ABOUT THIS TASK: This task calls for copying each line below that contains "TaskStatus".

GIVEN RECORDS:
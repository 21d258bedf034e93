/// Task endpoints
///
/// Every handler scopes by the authenticated user. A task owned by someone
/// else behaves exactly like a task that does not exist.
///
/// # Endpoints
///
/// - `GET /api/tasks?status=&search=&limit=&offset=` - List own tasks
/// - `POST /api/tasks` - Create a task
/// - `GET /api/tasks/:id` - Get one task
/// - `PUT /api/tasks/:id` - Partial update
/// - `DELETE /api/tasks/:id` - Soft delete

use axum::{
    extract::{rejection::QueryRejection, Path, Query, State},
    Extension,
};
use serde::Deserialize;
use taskdesk_shared::auth::middleware::AuthContext;
use taskdesk_shared::models::task::{CreateTask, Page, Task, TaskFilter, TaskStatus, UpdateTask};
use uuid::Uuid;
use validator::{Validate, ValidationError};

use crate::{
    app::AppState,
    error::{ApiError, ApiResult},
    response::{Envelope, Pagination},
    validation::{
        at_least_one, filled, iso_date, not_empty, nullable, one_of, parse_iso_date, Patch,
        ValidatedJson,
    },
};

const GET_NOT_FOUND: &str = "Not found Task or you do not have permission";
const UPDATE_NOT_FOUND: &str = "Task not found or you do not have permission to update it";
const DELETE_NOT_FOUND: &str = "Task not found or you do not have permission to delete it";
const STATUS_MESSAGE: &str = "Status must be one of: pending, in_progress, completed";

/// Create task request
#[derive(Debug, Deserialize, Validate)]
pub struct CreateTaskRequest {
    #[validate(
        required(message = "Title is required"),
        custom(function = "not_empty", message = "Title is required"),
        length(max = 255, message = "Title must not exceed 255 characters")
    )]
    pub title: Option<String>,

    #[validate(length(max = 5000, message = "Description must not exceed 5000 characters"))]
    pub description: Option<String>,

    #[validate(custom(function = "known_status"))]
    pub status: Option<String>,

    #[validate(custom(function = "iso_date"))]
    pub due_date: Option<String>,
}

impl CreateTaskRequest {
    /// Converts a validated request into store input
    fn into_create(self) -> CreateTask {
        CreateTask {
            title: self.title.unwrap_or_default(),
            description: self.description.filter(|d| !d.is_empty()),
            status: self.status.and_then(|s| s.parse().ok()),
            due_date: self.due_date.as_deref().and_then(parse_iso_date),
        }
    }
}

/// Partial task update
///
/// Every field tells absent from `null`. `null` clears `description` and
/// `due_date`; it is rejected for `title` and `status`.
#[derive(Debug, Deserialize, Validate)]
#[validate(schema(function = "task_has_changes"))]
pub struct UpdateTaskRequest {
    #[serde(default, deserialize_with = "nullable")]
    #[validate(
        custom(function = "filled", message = "Title cannot be empty"),
        length(max = 255, message = "Title must not exceed 255 characters")
    )]
    pub title: Patch<String>,

    #[serde(default, deserialize_with = "nullable")]
    #[validate(length(max = 5000, message = "Description must not exceed 5000 characters"))]
    pub description: Option<Option<String>>,

    #[serde(default, deserialize_with = "nullable")]
    #[validate(custom(function = "known_status_change"))]
    pub status: Patch<String>,

    #[serde(default, deserialize_with = "nullable")]
    #[validate(custom(function = "iso_date"))]
    pub due_date: Option<Option<String>>,
}

fn task_has_changes(req: &UpdateTaskRequest) -> Result<(), ValidationError> {
    at_least_one(
        req.title.is_some()
            || req.description.is_some()
            || req.status.is_some()
            || req.due_date.is_some(),
    )
}

impl UpdateTaskRequest {
    fn into_update(self) -> UpdateTask {
        UpdateTask {
            title: self.title.flatten(),
            description: self
                .description
                .map(|d| d.filter(|d| !d.is_empty())),
            status: self.status.flatten().and_then(|s| s.parse().ok()),
            due_date: self
                .due_date
                .map(|d| d.as_deref().and_then(parse_iso_date)),
        }
    }
}

fn known_status(status: &str) -> Result<(), ValidationError> {
    one_of(status, &TaskStatus::ALL.map(|s| s.as_str()), STATUS_MESSAGE)
}

fn known_status_change(status: &Patch<String>) -> Result<(), ValidationError> {
    match status {
        Some(Some(status)) => known_status(status),
        Some(None) => known_status(""),
        None => Ok(()),
    }
}

/// Listing query string
///
/// Kept as raw strings: a non-numeric `limit` or `offset` falls back to its
/// default instead of rejecting the request.
#[derive(Debug, Default, Deserialize)]
pub struct ListTasksQuery {
    pub status: Option<String>,
    pub search: Option<String>,
    pub limit: Option<String>,
    pub offset: Option<String>,
}

impl ListTasksQuery {
    /// Empty `status`/`search` mean no filter
    pub fn filter(&self) -> TaskFilter {
        TaskFilter {
            status: self.status.clone().filter(|s| !s.is_empty()),
            search: self.search.clone().filter(|s| !s.is_empty()),
        }
    }

    /// Limit defaults to 10 (also for zero or negative), offset to 0;
    /// `max_limit` caps the limit when configured.
    pub fn page(&self, max_limit: Option<i64>) -> Page {
        let limit = self
            .limit
            .as_deref()
            .and_then(|l| l.trim().parse::<i64>().ok())
            .filter(|l| *l > 0)
            .unwrap_or(Page::DEFAULT_LIMIT);

        let offset = self
            .offset
            .as_deref()
            .and_then(|o| o.trim().parse::<i64>().ok())
            .filter(|o| *o >= 0)
            .unwrap_or(0);

        Page {
            limit: max_limit.map_or(limit, |max| limit.min(max)),
            offset,
        }
    }
}

/// Path ids that are not UUIDs cannot match any task
fn parse_task_id(raw: &str, not_found: &str) -> ApiResult<Uuid> {
    Uuid::parse_str(raw).map_err(|_| ApiError::NotFound(not_found.to_string()))
}

/// List the caller's tasks
///
/// # Endpoint
///
/// ```text
/// GET /api/tasks?status=pending&search=milk&limit=10&offset=0
/// Authorization: Bearer <token>
/// ```
///
/// # Response (200)
///
/// ```json
/// {
///   "success": true,
///   "count": 1,
///   "data": [{ "id": "uuid", "title": "Buy milk", "status": "pending", ... }],
///   "pagination": { "total": 1, "limit": 10, "offset": 0, "pages": 1 }
/// }
/// ```
pub async fn list_tasks(
    State(state): State<AppState>,
    Extension(auth): Extension<AuthContext>,
    query: Result<Query<ListTasksQuery>, QueryRejection>,
) -> ApiResult<Envelope<Vec<Task>>> {
    let query = query.map(|Query(q)| q).unwrap_or_default();
    let filter = query.filter();
    let page = query.page(state.config.tasks.max_page_limit);

    let tasks = state.tasks.list_tasks(auth.id, &filter, page).await?;
    let total = state.tasks.count_tasks(auth.id, &filter).await?;
    let count = tasks.len();

    Ok(Envelope::ok(tasks).with_count(count).with_pagination(Pagination {
        total,
        limit: page.limit,
        offset: page.offset,
        pages: page.page_count(total),
    }))
}

/// Get one of the caller's tasks
pub async fn get_task(
    State(state): State<AppState>,
    Extension(auth): Extension<AuthContext>,
    Path(id): Path<String>,
) -> ApiResult<Envelope<Task>> {
    let id = parse_task_id(&id, GET_NOT_FOUND)?;

    let task = state
        .tasks
        .get_task(id, auth.id)
        .await?
        .ok_or_else(|| ApiError::NotFound(GET_NOT_FOUND.to_string()))?;

    Ok(Envelope::ok(task))
}

/// Create a task owned by the caller
///
/// # Errors
///
/// - `400 Bad Request`: validation failed
/// - `401 Unauthorized`: missing or invalid token
pub async fn create_task(
    State(state): State<AppState>,
    Extension(auth): Extension<AuthContext>,
    ValidatedJson(req): ValidatedJson<CreateTaskRequest>,
) -> ApiResult<Envelope<Task>> {
    let task = state.tasks.create_task(req.into_create(), auth.id).await?;

    tracing::debug!(task_id = %task.id, user_id = %auth.id, "Task created");

    Ok(Envelope::created(task).with_message("Task created successfully"))
}

/// Apply the present fields to one of the caller's tasks
pub async fn update_task(
    State(state): State<AppState>,
    Extension(auth): Extension<AuthContext>,
    Path(id): Path<String>,
    ValidatedJson(req): ValidatedJson<UpdateTaskRequest>,
) -> ApiResult<Envelope<Task>> {
    let id = parse_task_id(&id, UPDATE_NOT_FOUND)?;

    let task = state
        .tasks
        .update_task(id, auth.id, req.into_update())
        .await?
        .ok_or_else(|| ApiError::NotFound(UPDATE_NOT_FOUND.to_string()))?;

    Ok(Envelope::ok(task).with_message("Task updated successfully"))
}

/// Soft-delete one of the caller's tasks
///
/// A second delete of the same task is a 404.
pub async fn delete_task(
    State(state): State<AppState>,
    Extension(auth): Extension<AuthContext>,
    Path(id): Path<String>,
) -> ApiResult<Envelope<()>> {
    let id = parse_task_id(&id, DELETE_NOT_FOUND)?;

    let task = state
        .tasks
        .soft_delete_task(id, auth.id)
        .await?
        .ok_or_else(|| ApiError::NotFound(DELETE_NOT_FOUND.to_string()))?;

    tracing::debug!(task_id = %task.id, user_id = %auth.id, "Task soft-deleted");

    Ok(Envelope::message("Task deleted successfully"))
}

SOLUTION FOR THIS EXERCISE:
use taskdesk_shared::models::task::{CreateTask, Page, Task, TaskFilter, TaskStatus, UpdateTask};
    one_of(status, &TaskStatus::ALL.map(|s| s.as_str()), STATUS_MESSAGE)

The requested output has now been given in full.